Es ist eine ethische Übung. Aus welchem Grunde auch immer – sie hat sie nie absolviert. Sie versuchen, das wettzumachen, aber du weißt, wie diese Dinge sind. Einmal aus der Reihe, und es ist für immer weg. Sie haben es versucht, aber niemand weiß, ob es wirkte … Sie kann gefährlich sein.“
Morlenden nickte. Eine Idee nahm in seinen Gedanken Gestalt an. Er begriff, daß keine fehlenden Daten sie daran hinderten, früher damit herauszukommen, sondern daß er den offensichtlichen Abschluß die ganze Zeit unterbunden hatte. Und diese Gewißheit erheiterte ihn nicht. So erfuhr er von einer Kehrseite, die er ohne sein Wissen mit sich herumgetragen hatte, ein schmutziges, kleines Geheimnis um fast verbotene Früchte, von verschwitzten, festen, geschmeidigen Körpern und salzigen Küssen, ein Eindruck, der ohne gewisse Umstände und einen Zufall nie eine Rolle gespielt hätte. Ja. Jetzt wußte er es. Es blieb nur noch zu bestätigen.
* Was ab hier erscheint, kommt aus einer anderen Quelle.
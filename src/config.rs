//! Configuration System
//!
//! Layered configuration for the external tool, discovery, package layout,
//! and logging. Sources are merged by [`ConfigLoader`] with environment
//! overrides on top.

use crate::discover::{WalkerConfig, DEFAULT_SUFFIX};
use crate::error::SitegenError;
use crate::logging::LoggingConfig;
use serde::{Deserialize, Serialize};
use std::path::{Path, PathBuf};

mod facade;
mod merge;
mod sources;

pub use facade::ConfigLoader;
pub use sources::workspace_file::WORKSPACE_CONFIG_FILE;

/// Default external conversion executable.
pub const DEFAULT_TOOL: &str = "building_map_generator";

/// Root configuration structure
#[derive(Debug, Clone, Default, Serialize, Deserialize)]
pub struct SitegenConfig {
    /// External conversion executable
    #[serde(default)]
    pub tool: ToolConfig,

    /// Site-description discovery
    #[serde(default)]
    pub discovery: DiscoveryConfig,

    /// Package layout
    #[serde(default)]
    pub package: PackageConfig,

    /// Logging configuration
    #[serde(default)]
    pub logging: LoggingConfig,
}

#[derive(Debug, Clone, Serialize, Deserialize)]
pub struct ToolConfig {
    #[serde(default = "default_tool")]
    pub program: PathBuf,
}

fn default_tool() -> PathBuf {
    PathBuf::from(DEFAULT_TOOL)
}

impl Default for ToolConfig {
    fn default() -> Self {
        Self {
            program: default_tool(),
        }
    }
}

#[derive(Debug, Clone, Serialize, Deserialize)]
pub struct DiscoveryConfig {
    /// Compound suffix of site descriptions
    #[serde(default = "default_suffix")]
    pub suffix: String,

    /// Directory or file names skipped during discovery
    #[serde(default = "default_ignore_patterns")]
    pub ignore_patterns: Vec<String>,

    #[serde(default)]
    pub follow_symlinks: bool,

    #[serde(default, skip_serializing_if = "Option::is_none")]
    pub max_depth: Option<usize>,
}

fn default_suffix() -> String {
    DEFAULT_SUFFIX.to_string()
}

fn default_ignore_patterns() -> Vec<String> {
    WalkerConfig::default().ignore_patterns
}

impl Default for DiscoveryConfig {
    fn default() -> Self {
        Self {
            suffix: default_suffix(),
            ignore_patterns: default_ignore_patterns(),
            follow_symlinks: false,
            max_depth: None,
        }
    }
}

impl DiscoveryConfig {
    pub fn walker_config(&self) -> WalkerConfig {
        WalkerConfig {
            suffix: self.suffix.clone(),
            follow_symlinks: self.follow_symlinks,
            ignore_patterns: self.ignore_patterns.clone(),
            max_depth: self.max_depth,
        }
    }
}

#[derive(Debug, Clone, Default, Serialize, Deserialize)]
pub struct PackageConfig {
    /// Per-site maps root. Relative paths resolve against the package output dir.
    #[serde(default, skip_serializing_if = "Option::is_none")]
    pub maps_dir: Option<PathBuf>,
}

impl PackageConfig {
    /// Maps root for a package output dir, if one is configured.
    pub fn maps_root(&self, output_package_dir: &Path) -> Option<PathBuf> {
        self.maps_dir.as_ref().map(|dir| {
            if dir.is_absolute() {
                dir.clone()
            } else {
                output_package_dir.join(dir)
            }
        })
    }
}

/// Configuration validation errors
#[derive(Debug, Clone)]
pub enum ValidationError {
    Tool(String),
    Discovery(String),
    Logging(String),
}

impl std::fmt::Display for ValidationError {
    fn fmt(&self, f: &mut std::fmt::Formatter<'_>) -> std::fmt::Result {
        match self {
            ValidationError::Tool(msg) => write!(f, "Tool: {}", msg),
            ValidationError::Discovery(msg) => write!(f, "Discovery: {}", msg),
            ValidationError::Logging(msg) => write!(f, "Logging: {}", msg),
        }
    }
}

impl std::error::Error for ValidationError {}

impl SitegenConfig {
    /// Validate the entire configuration
    pub fn validate(&self) -> Result<(), Vec<ValidationError>> {
        let mut errors = Vec::new();

        if self.tool.program.as_os_str().is_empty() {
            errors.push(ValidationError::Tool("program cannot be empty".to_string()));
        }

        let suffix = &self.discovery.suffix;
        if !suffix.starts_with('.') || suffix.matches('.').count() < 2 || suffix.ends_with('.') {
            errors.push(ValidationError::Discovery(format!(
                "suffix '{}' must be a compound extension such as '.building.yaml'",
                suffix
            )));
        }
        if self
            .discovery
            .ignore_patterns
            .iter()
            .any(|p| p.trim().is_empty())
        {
            errors.push(ValidationError::Discovery(
                "ignore patterns cannot be empty".to_string(),
            ));
        }

        if let Err(e) = self.logging.validate() {
            errors.push(ValidationError::Logging(e));
        }

        if errors.is_empty() {
            Ok(())
        } else {
            Err(errors)
        }
    }

    /// Validate, folding every problem into one configuration error.
    pub fn validated(self) -> Result<Self, SitegenError> {
        self.validate().map_err(|errors| {
            let msgs: Vec<String> = errors.iter().map(|e| e.to_string()).collect();
            SitegenError::Config(format!(
                "Configuration validation failed:\n{}",
                msgs.join("\n")
            ))
        })?;
        Ok(self)
    }

    /// Effective configuration as TOML.
    pub fn to_toml(&self) -> Result<String, SitegenError> {
        toml::to_string_pretty(self)
            .map_err(|e| SitegenError::Config(format!("Failed to render configuration: {}", e)))
    }
}
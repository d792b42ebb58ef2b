//! Integration tests for the single-site pipeline

use super::test_utils::{path_arg, write_site};
use sitegen::context::BuildContext;
use sitegen::error::SitegenError;
use sitegen::graph::{BuildGraph, InMemoryGraph};
use sitegen::pipeline::generate_site;
use sitegen::types::{ActionKind, Dependency, Scope};
use sitegen::validate::SiteArgs;
use std::path::PathBuf;
use tempfile::TempDir;

fn site_args(root: &std::path::Path, input: &str, name: &str) -> SiteArgs {
    SiteArgs {
        input: path_arg(&root.join(input)),
        output_world: path_arg(&root.join("out").join(format!("{}.world", name))),
        output_nav_dir: path_arg(&root.join("out").join(format!("{}_nav", name))),
        depends: Vec::new(),
    }
}

#[test]
fn test_site_registers_command_with_input_and_outputs() {
    let temp_dir = TempDir::new().unwrap();
    let root = temp_dir.path();
    let input = write_site(root, "b.yaml");

    let context = BuildContext::new("building_map_generator");
    let mut graph = InMemoryGraph::new();
    let handle = generate_site(&mut graph, &context, &site_args(root, "b.yaml", "b")).unwrap();

    assert_eq!(handle.identifier, "generate_b_site");
    assert_eq!(handle.index, 0);
    assert!(root.join("out").is_dir());
    assert!(root.join("out/b_nav").is_dir());
    // The planner creates directories only; the world file is the generator's job.
    assert!(!root.join("out/b.world").exists());

    let action = graph.get("generate_b_site").unwrap();
    assert_eq!(action.scope, Scope::Site);
    assert_eq!(action.inputs, vec![Dependency::Path(input.clone())]);
    assert_eq!(
        action.outputs,
        vec![root.join("out/b.world"), root.join("out/b_nav")]
    );
    match &action.kind {
        ActionKind::Command { command } => {
            assert_eq!(command.program, PathBuf::from("building_map_generator"));
            assert_eq!(
                command.args,
                vec![
                    input.display().to_string(),
                    "--export-world".to_string(),
                    root.join("out/b.world").display().to_string(),
                    "--export-nav".to_string(),
                    root.join("out/b_nav").display().to_string(),
                ]
            );
        }
        ActionKind::Aggregate => panic!("site action must run a command"),
    }
}

#[test]
fn test_depends_resolve_to_actions_and_paths() {
    let temp_dir = TempDir::new().unwrap();
    let root = temp_dir.path();
    write_site(root, "a.yaml");
    write_site(root, "b.yaml");
    let models = root.join("models.yaml");

    let context = BuildContext::new("gen");
    let mut graph = InMemoryGraph::new();
    generate_site(&mut graph, &context, &site_args(root, "a.yaml", "a")).unwrap();

    let mut args = site_args(root, "b.yaml", "b");
    args.depends = vec![
        "generate_a_site".to_string(),
        models.display().to_string(),
        " generate_a_site ".to_string(),
        String::new(),
    ];
    generate_site(&mut graph, &context, &args).unwrap();

    let action = graph.get("generate_b_site").unwrap();
    assert_eq!(
        action.inputs,
        vec![
            Dependency::Path(root.join("b.yaml")),
            Dependency::Action("generate_a_site".to_string()),
            Dependency::Path(models),
        ]
    );
}

#[test]
fn test_missing_input_file_fails_after_planning() {
    let temp_dir = TempDir::new().unwrap();
    let root = temp_dir.path();

    let context = BuildContext::new("gen");
    let mut graph = InMemoryGraph::new();
    let result = generate_site(&mut graph, &context, &site_args(root, "ghost.yaml", "ghost"));

    assert!(matches!(result, Err(SitegenError::InputNotFound { .. })));
    assert!(!graph.contains("generate_ghost_site"));
}

#[test]
fn test_same_stem_twice_is_duplicate() {
    let temp_dir = TempDir::new().unwrap();
    let root = temp_dir.path();
    write_site(root, "one/b.yaml");
    write_site(root, "two/b.yaml");

    let context = BuildContext::new("gen");
    let mut graph = InMemoryGraph::new();
    generate_site(&mut graph, &context, &site_args(root, "one/b.yaml", "b1")).unwrap();
    let result = generate_site(&mut graph, &context, &site_args(root, "two/b.yaml", "b2"));

    assert!(matches!(
        result,
        Err(SitegenError::DuplicateActionIdentifier { ref identifier, .. })
            if identifier == "generate_b_site"
    ));
    assert_eq!(graph.len(), 1);
}

#[test]
fn test_repeated_configuration_is_idempotent_on_disk() {
    let temp_dir = TempDir::new().unwrap();
    let root = temp_dir.path();
    write_site(root, "b.yaml");
    let context = BuildContext::new("gen");

    for _ in 0..2 {
        let mut graph = InMemoryGraph::new();
        let handle = generate_site(&mut graph, &context, &site_args(root, "b.yaml", "b")).unwrap();
        assert_eq!(handle.identifier, "generate_b_site");
    }
    assert!(root.join("out/b_nav").is_dir());
}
Er folgte Mevlannen in den hinteren Teil der Hütte. Dort, in einem angrenzenden kleinen Raum, stand ein hartes, spartanisches Bett im Stil menschlicher Kultur, hoch mit groben, aber gemütlichen Decken beladen.
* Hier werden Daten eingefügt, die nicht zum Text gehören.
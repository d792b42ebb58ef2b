//! Host build graph seam.
//!
//! The real incremental-rebuild engine lives outside this crate. Everything
//! here talks to it through [`BuildGraph`]; [`InMemoryGraph`] records
//! registrations for emission and for tests.

pub mod emit;

use crate::error::SitegenError;
use crate::types::{ActionHandle, GenerationAction};
use std::collections::HashMap;
use tracing::info;

/// Registration port into a host build engine.
pub trait BuildGraph {
    /// Register one action. Identifiers are unique per configuration pass.
    fn register(&mut self, action: GenerationAction) -> Result<ActionHandle, SitegenError>;

    /// Whether an action with this identifier is already registered.
    fn contains(&self, identifier: &str) -> bool;
}

/// Records registrations in order.
#[derive(Debug, Default, Clone)]
pub struct InMemoryGraph {
    actions: Vec<GenerationAction>,
    index: HashMap<String, usize>,
}

impl InMemoryGraph {
    pub fn new() -> Self {
        Self::default()
    }

    /// Registered actions in registration order.
    pub fn actions(&self) -> &[GenerationAction] {
        &self.actions
    }

    pub fn get(&self, identifier: &str) -> Option<&GenerationAction> {
        self.index.get(identifier).map(|&i| &self.actions[i])
    }

    pub fn len(&self) -> usize {
        self.actions.len()
    }

    pub fn is_empty(&self) -> bool {
        self.actions.is_empty()
    }
}

fn source_of(action: &GenerationAction) -> String {
    action
        .inputs
        .first()
        .map(|dep| dep.display())
        .unwrap_or_else(|| action.identifier.clone())
}

impl BuildGraph for InMemoryGraph {
    fn register(&mut self, action: GenerationAction) -> Result<ActionHandle, SitegenError> {
        if let Some(&existing) = self.index.get(&action.identifier) {
            return Err(SitegenError::DuplicateActionIdentifier {
                identifier: action.identifier.clone(),
                first: source_of(&self.actions[existing]),
                second: source_of(&action),
            });
        }

        let index = self.actions.len();
        info!(
            identifier = %action.identifier,
            inputs = action.inputs.len(),
            outputs = action.outputs.len(),
            "Registered action"
        );
        self.index.insert(action.identifier.clone(), index);
        let identifier = action.identifier.clone();
        self.actions.push(action);

        Ok(ActionHandle { identifier, index })
    }

    fn contains(&self, identifier: &str) -> bool {
        self.index.contains_key(identifier)
    }
}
Mit einem zarten, kleinen Hauch pustete sie die Kerze aus, mit der sie ihren Weg beleuchtet hatte. Wind und Regen und Sturm umtosten die Hütte, peitschten den verkümmerten, zerzausten Wacholder gegen die Wände, ließen ihn darüberschaben und erfüllten die Dunkelheit mit ihrer Melodie, dennoch hörte Morlenden die seidigen Geräusche, mit denen ihr Überhemd über ihren Kopf von ihrem Körper glitt und zu Boden fiel. Er fühlte es mehr, als daß er es sah oder hörte, wie sich Mevlannen bewegte, dann hörte er die Decken rascheln, als sie nackt ins Bett schlüpfte.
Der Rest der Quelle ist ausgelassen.